Credit Union et al Page 2 [1] Two groups of defendants apply to have the plaintiffs secure legal costs of the proceedings, failing which they ask that the action be stayed. The first group is the District of Maple Ridge, the City of Port Coquitlam, Jeff Yip and Tony Chong, (the Municipal Group ), while the second group comprises the defendants Simpson, Penny & Keenleyside Appraisals Limited, Canamera Appraisal Group Inc., Reilly and Erho (the Appraisal Group ). [2] Mr. Dick and R.D. Backhoe Services are self-represented. While I may say he or they in describing the plaintiffs, it does appear that the corporate plaintiff is Mr. Dick s alter ego. [3] The plaintiffs put forward a complicated conspiracy claim wherein they allege they have been unlawfully deprived of various lands they once owned, and they claim damages. [4] Some of those claims have already been dismissed. For instance, the claim against Vancouver City Savings Union (VanCity), Stubbs, Grant, Citizens Bank of Canada, and Westminster Savings Credit Union was dismissed by Master Groves (as he then was) on March 21, 2005. The court ruled the issues raised by the plaintiffs were issues that should have been raised in the foreclosure proceedings (default on the mortgages, sale orders, court approval of the sale of the lands, and current market values) and therefore the plaintiffs' claims against the defendants were barred by the principle of res judicata. On October 14, 2005, I dismissed the claims against Damax Consultants Ltd. and David Laird as the pleadings against them did not disclose a cause of action.

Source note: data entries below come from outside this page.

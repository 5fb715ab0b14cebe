use serde::de::DeserializeOwned;
use serde_json::Value;
use std::sync::Arc;
use std::time::Instant;
use tracing::{debug, warn};
use url::Url;

use crate::config::DEFAULT_MAX_PAGES;
use crate::errors::FetchError;
use crate::fetch::PageFetcher;
use crate::metrics;
use crate::query_builder::ListQuery;
use crate::types::AggregatedResult;

/// Walks a list endpoint page by page and concatenates everything into one
/// snapshot. Pages are requested strictly in order, one at a time.
pub struct PageAggregator {
    fetcher: Arc<dyn PageFetcher>,
    base_url: Url,
    max_pages: u32,
}

impl PageAggregator {
    pub fn new(fetcher: Arc<dyn PageFetcher>, base_url: Url) -> Self {
        Self {
            fetcher,
            base_url,
            max_pages: DEFAULT_MAX_PAGES,
        }
    }

    /// Hard cap on requests per aggregation, applied even when the backend
    /// keeps reporting more pages.
    pub fn with_max_pages(mut self, max_pages: u32) -> Self {
        self.max_pages = max_pages.max(1);
        self
    }

    pub fn max_pages(&self) -> u32 {
        self.max_pages
    }

    pub async fn collect_all<T: DeserializeOwned>(
        &self,
        query: &ListQuery,
    ) -> Result<AggregatedResult<T>, FetchError> {
        let resource = query.resource.name();
        let result = self
            .collect_raw(query)
            .await
            .and_then(|items| decode_items(items).map(AggregatedResult::from_items));

        metrics::record_aggregation(resource, result.is_ok());
        result
    }

    /// Collects raw items. Any page failure aborts the whole walk; nothing
    /// collected so far is returned.
    pub async fn collect_raw(&self, query: &ListQuery) -> Result<Vec<Value>, FetchError> {
        let resource = query.resource.name();
        let mut collected: Vec<Value> = Vec::new();
        let mut reported_count;
        let mut page: u32 = 1;

        loop {
            let url = query.page_url(&self.base_url, page)?;

            let start = Instant::now();
            let outcome = self.fetcher.fetch_page(&url).await;
            metrics::record_page_fetch(resource, outcome.is_ok(), start.elapsed().as_secs_f64());

            let envelope = outcome.map_err(|e| {
                warn!("{} page {} failed via {}: {}", resource, page, self.fetcher.name(), e);
                e
            })?;

            let has_more = envelope.has_more_after(page);
            reported_count = envelope.meta.count;
            collected.extend(envelope.data);
            page += 1;

            if !has_more {
                break;
            }
            if page > self.max_pages {
                warn!(
                    "{} still reports more pages after {} requests, stopping",
                    resource, self.max_pages
                );
                break;
            }
        }

        if let Some(reported) = reported_count {
            if reported as usize != collected.len() {
                debug!(
                    "{}: backend reported count {} but {} items were collected",
                    resource,
                    reported,
                    collected.len()
                );
                metrics::record_count_mismatch(resource);
            }
        }

        debug!("{}: collected {} items over {} pages", resource, collected.len(), page - 1);
        Ok(collected)
    }
}

fn decode_items<T: DeserializeOwned>(items: Vec<Value>) -> Result<Vec<T>, FetchError> {
    items
        .into_iter()
        .map(|item| serde_json::from_value(item).map_err(FetchError::from))
        .collect()
}

#[cfg(test)]
pub(crate) mod tests {
    use super::*;
    use crate::filter::Scope;
    use crate::query_builder;
    use crate::types::{Machine, PageEnvelope, PageMeta};
    use async_trait::async_trait;
    use serde_json::json;
    use std::sync::Mutex;

    /// Serves pages from a script and records every requested page number.
    pub(crate) struct ScriptedFetcher {
        script: Box<dyn Fn(u32) -> Result<PageEnvelope<Value>, FetchError> + Send + Sync>,
        pub(crate) requested: Mutex<Vec<u32>>,
        pub(crate) urls: Mutex<Vec<Url>>,
    }

    impl ScriptedFetcher {
        pub(crate) fn new(
            script: impl Fn(u32) -> Result<PageEnvelope<Value>, FetchError> + Send + Sync + 'static,
        ) -> Self {
            Self {
                script: Box::new(script),
                requested: Mutex::new(Vec::new()),
                urls: Mutex::new(Vec::new()),
            }
        }

        pub(crate) fn requests(&self) -> Vec<u32> {
            self.requested.lock().unwrap().clone()
        }

        pub(crate) fn urls(&self) -> Vec<Url> {
            self.urls.lock().unwrap().clone()
        }
    }

    #[async_trait]
    impl PageFetcher for ScriptedFetcher {
        async fn fetch_page(&self, url: &Url) -> Result<PageEnvelope<Value>, FetchError> {
            let page: u32 = url
                .query_pairs()
                .find(|(k, _)| k == "page")
                .and_then(|(_, v)| v.parse().ok())
                .unwrap();
            self.requested.lock().unwrap().push(page);
            self.urls.lock().unwrap().push(url.clone());
            (self.script)(page)
        }

        fn name(&self) -> &str {
            "scripted"
        }
    }

    pub(crate) fn machine_page(page: u32, size: usize, has_next: Option<bool>, total: Option<u32>) -> PageEnvelope<Value> {
        let data = (0..size)
            .map(|i| {
                let id = (page as usize) * 1000 + i;
                json!({"id": id, "machine_id": format!("M-{}", id)})
            })
            .collect();
        PageEnvelope {
            data,
            meta: PageMeta {
                count: Some(999),
                page,
                page_size: size as u32,
                total_pages: total,
                has_next,
            },
        }
    }

    fn base() -> Url {
        Url::parse("http://backend.test/api/").unwrap()
    }

    fn query() -> ListQuery {
        query_builder::machines(vec![], &Scope::Unscoped)
    }

    #[tokio::test]
    async fn test_has_next_drives_exactly_n_requests_in_order() {
        let fetcher = Arc::new(ScriptedFetcher::new(|page| {
            Ok(machine_page(page, 3, Some(page < 4), None))
        }));
        let aggregator = PageAggregator::new(fetcher.clone(), base());

        let result: AggregatedResult<Machine> = aggregator.collect_all(&query()).await.unwrap();

        assert_eq!(fetcher.requests(), vec![1, 2, 3, 4]);
        assert_eq!(result.items.len(), 12);
        assert_eq!(result.items[0].machine_id, "M-1000");
        assert_eq!(result.items[3].machine_id, "M-2000");
        assert_eq!(result.items[11].machine_id, "M-4002");
    }

    #[tokio::test]
    async fn test_total_pages_continues_without_has_next() {
        let fetcher = Arc::new(ScriptedFetcher::new(|page| Ok(machine_page(page, 2, None, Some(3)))));
        let aggregator = PageAggregator::new(fetcher.clone(), base());

        let result: AggregatedResult<Machine> = aggregator.collect_all(&query()).await.unwrap();

        assert_eq!(fetcher.requests(), vec![1, 2, 3]);
        assert_eq!(result.count, 6);
    }

    #[tokio::test]
    async fn test_endless_has_next_stops_at_one_hundred_requests() {
        let fetcher = Arc::new(ScriptedFetcher::new(|page| Ok(machine_page(page, 1, Some(true), None))));
        let aggregator = PageAggregator::new(fetcher.clone(), base());

        let result: AggregatedResult<Machine> = aggregator.collect_all(&query()).await.unwrap();

        assert_eq!(fetcher.requests().len(), 100);
        assert_eq!(fetcher.requests().last(), Some(&100));
        assert_eq!(result.count, 100);
    }

    #[tokio::test]
    async fn test_configured_cap_is_respected() {
        let fetcher = Arc::new(ScriptedFetcher::new(|page| Ok(machine_page(page, 1, None, Some(50)))));
        let aggregator = PageAggregator::new(fetcher.clone(), base()).with_max_pages(5);

        let result: AggregatedResult<Machine> = aggregator.collect_all(&query()).await.unwrap();

        assert_eq!(fetcher.requests(), vec![1, 2, 3, 4, 5]);
        assert_eq!(result.count, 5);
    }

    #[tokio::test]
    async fn test_count_is_recomputed_not_copied() {
        let fetcher = Arc::new(ScriptedFetcher::new(|page| Ok(machine_page(page, 4, Some(page < 2), None))));
        let aggregator = PageAggregator::new(fetcher, base());

        let result: AggregatedResult<Machine> = aggregator.collect_all(&query()).await.unwrap();

        assert_eq!(result.count, 8);
        assert_eq!(result.count, result.items.len());
        assert_eq!(result.page_size, 8);
        assert_eq!(result.total_pages, 1);
        assert!(!result.has_next);
    }

    #[tokio::test]
    async fn test_failure_midway_returns_no_partial_items() {
        let fetcher = Arc::new(ScriptedFetcher::new(|page| {
            if page == 3 {
                Err(FetchError::HttpStatus { code: 500, url: "page3".to_string() })
            } else {
                Ok(machine_page(page, 2, Some(page < 5), None))
            }
        }));
        let aggregator = PageAggregator::new(fetcher.clone(), base());

        let result: Result<AggregatedResult<Machine>, _> = aggregator.collect_all(&query()).await;

        assert!(matches!(result, Err(FetchError::HttpStatus { code: 500, .. })));
        assert_eq!(fetcher.requests(), vec![1, 2, 3]);
    }

    #[tokio::test]
    async fn test_undecodable_item_fails_whole_aggregation() {
        let fetcher = Arc::new(ScriptedFetcher::new(|page| {
            let mut envelope = machine_page(page, 2, Some(false), None);
            envelope.data.push(json!({"id": "not-a-number"}));
            Ok(envelope)
        }));
        let aggregator = PageAggregator::new(fetcher, base());

        let result: Result<AggregatedResult<Machine>, _> = aggregator.collect_all(&query()).await;
        assert!(matches!(result, Err(FetchError::Decode(_))));
    }

    fn mismatches(resource: &str) -> u64 {
        metrics::COUNT_MISMATCH_COUNTER.with_label_values(&[resource]).get()
    }

    #[tokio::test]
    async fn test_count_mismatch_is_counted_only_when_counts_differ() {
        let query = query_builder::equipment(vec![], &Scope::Unscoped);
        let resource = query.resource.name();
        let before = mismatches(resource);

        let wrong = Arc::new(ScriptedFetcher::new(|page| {
            let mut envelope = machine_page(page, 2, Some(page < 2), None);
            envelope.meta.count = Some(5);
            Ok(envelope)
        }));
        let items = PageAggregator::new(wrong, base()).collect_raw(&query).await.unwrap();
        assert_eq!(items.len(), 4);
        assert_eq!(mismatches(resource), before + 1);

        let consistent = Arc::new(ScriptedFetcher::new(|page| {
            let mut envelope = machine_page(page, 2, Some(page < 2), None);
            envelope.meta.count = Some(4);
            Ok(envelope)
        }));
        let items = PageAggregator::new(consistent, base()).collect_raw(&query).await.unwrap();
        assert_eq!(items.len(), 4);
        assert_eq!(mismatches(resource), before + 1);
    }

    #[tokio::test]
    async fn test_empty_first_page() {
        let fetcher = Arc::new(ScriptedFetcher::new(|page| Ok(machine_page(page, 0, Some(false), Some(0)))));
        let aggregator = PageAggregator::new(fetcher.clone(), base());

        let result: AggregatedResult<Machine> = aggregator.collect_all(&query()).await.unwrap();
        assert!(result.is_empty());
        assert_eq!(fetcher.requests(), vec![1]);
    }
}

Credit Union et al Page 3 [5] Mr. Dick attended in person with his son. After counsel had made their submissions and provided copies of their submissions and case law to Mr. Dick, I asked Mr. Dick to respond. He gave various explanations, most of which repeated the claim that he had been wrongfully deprived of his lands, and none of which went to the legal issues raised by counsel. [5] I carefully explained to Mr. Dick that I would give him 14 days to make any written response he wished regarding the application for security for costs and what the outcome might be should he fail to respond. [6] I have not received any written response from Mr. Dick. However on a recent review of the court file I found a number of affidavits (numbered 4, 6,7,8,9 and 10 and all sworn November 14, 2005) some of which are said to be the response to demands for particulars from various defendants. Where they are relevant, I have considered them. For the most part, however, they add little, and in some cases the documents appended to the affidavits appear to contradict the assertions in the affidavits. [7] I am therefore giving my reasons on the application by the applicant defendants. A SUMMARY OF EVENTS ALLEGED IN THE STATEMENT OF CLAIM [8] The statement of claim runs 204 paragraphs and has attached to it copies of many documents. Many are illegible. The statement of claim alleges that Mr. Dick

Credit Union et al Page 4 was seeking to develop five parcels of land, one in Port Coquitlam and four in Maple Ridge. [9] He alleges the actions of the various defendants resulted in him losing his lands and sustaining economic loss. [10] The Port Coquitlam property was located at 1843 Mary Hill Road (the Mary Hill Property ). The plaintiffs say they entered a joint venture to develop the property with the owners, the Hundals, in 1996. Potentially it may have been a nine or ten lot development. [11] In January 1997 Mr. Dick bought a three-acre property at Gilker Hill Road in Maple Ridge (the Gilker Hill Property ) with a mortgage from Westminster Savings. [12] In 1990 Mr. Dick bought a two-acre property on 236th Street in Maple Ridge and in February 1997 Mr. Dick bought the adjacent two acres with funding from Westminster Savings. The four acres assembled on 236th Street in Maple Ridge I will call the 236th Street Property. [13] In 1997 development site reviews were obtained for the three properties. [14] In July 1997 Westminster Savings, who had been the plaintiffs principal underwriters, said they would not underwrite the Mary Hill development and the plaintiffs then turned to VanCity Savings Credit Union ( VanCity ) seeking $1,000,000 in funding.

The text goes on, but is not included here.